Disease class wise distribution of EmoHD dataset

Statistics of distribution of disease class of EmoHD dataset can be seen in the Fig. 1. It can be seen in given Fig. 1 that the Cancer class has a high number of samples that are 660. It is evident from the Fig. 1 that the class imbalance problem does not explicitly exist in disease class wise distribution of the EmoHD dataset but we have seen in Table 2 that when we see emotion class wise distribution of these samples then class imbalance balance problem is present there as we have discussed the reason in the previous section.

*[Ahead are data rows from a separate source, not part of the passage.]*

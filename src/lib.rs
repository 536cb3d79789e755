pub mod cli;
pub mod core;
pub mod error;
pub mod flags;
pub mod fs;
pub mod models;

use std::io::Write;

use anyhow::Result;

/// Resolves the invocation, materializes the tree, renders it. The resolved
/// [`cli::Args`] is read-only from here on; descent clones it with a new
/// path.
pub async fn run<W: Write>(tokens: &[String], out: &mut W) -> Result<()> {
    let args = cli::Args::parse(tokens)?;
    let fs = fs::RealFileSystem;
    let tree = core::walk::build_tree(&fs, &args).await?;
    core::render::render(out, &tree, &args)?;
    Ok(())
}
pub mod render;
pub mod walk;
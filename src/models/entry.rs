use std::path::PathBuf;
use std::time::SystemTime;

#[derive(Clone, Copy, Debug, Eq, PartialEq)]
pub enum EntryKind {
    Directory,
    File,
    Symlink,
    Other,
}

/// A raw directory entry as the filesystem boundary reports it.
#[derive(Clone, Debug, Eq, PartialEq)]
pub struct FsEntry {
    pub path: PathBuf,
    pub name: String,
    pub kind: EntryKind,
    pub hidden: bool,
}

/// Attributes behind a single stat call. The tree builder picks out the
/// fields the resolved flag set asks for.
#[derive(Clone, Copy, Debug, Default, Eq, PartialEq)]
pub struct FsMetadata {
    pub size: u64,
    pub modified: Option<SystemTime>,
    pub mode: u32,
    pub inode: u64,
    pub uid: u32,
    pub gid: u32,
}

/// A filesystem object snapshot. Optional fields are populated only when the
/// corresponding flag is active; absence is a legitimate state, including
/// after a failed per-entry metadata read.
#[derive(Clone, Debug, Eq, PartialEq)]
pub struct Entry {
    pub name: String,
    pub path: PathBuf,
    pub kind: EntryKind,
    pub size: Option<u64>,
    pub modified: Option<SystemTime>,
    pub modified_display: Option<String>,
    pub permissions: Option<String>,
    pub inode: Option<u64>,
    pub owner: Option<String>,
}

impl Entry {
    pub fn new(name: String, path: PathBuf, kind: EntryKind) -> Entry {
        Entry {
            name,
            path,
            kind,
            size: None,
            modified: None,
            modified_display: None,
            permissions: None,
            inode: None,
            owner: None,
        }
    }

    pub fn is_directory(&self) -> bool {
        self.kind == EntryKind::Directory
    }
}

Distribution of the EmoHD dataset with respect to disease class label.
Figure 1: Distribution of the EmoHD dataset with respect to disease class label.

Methodology

In this section, we describe the methodology adopted for emotion detection in patients from text data. The architecture diagram of the proposed methodology is given in the Fig. 2. First, we describe the pre-processing of the dataset in detail then data re-sampling is applied. Next, we perform feature engineering on the data to train the model.

Basic flow diagram of predicting emotion in patients during specific disease with the help of online available disease related news.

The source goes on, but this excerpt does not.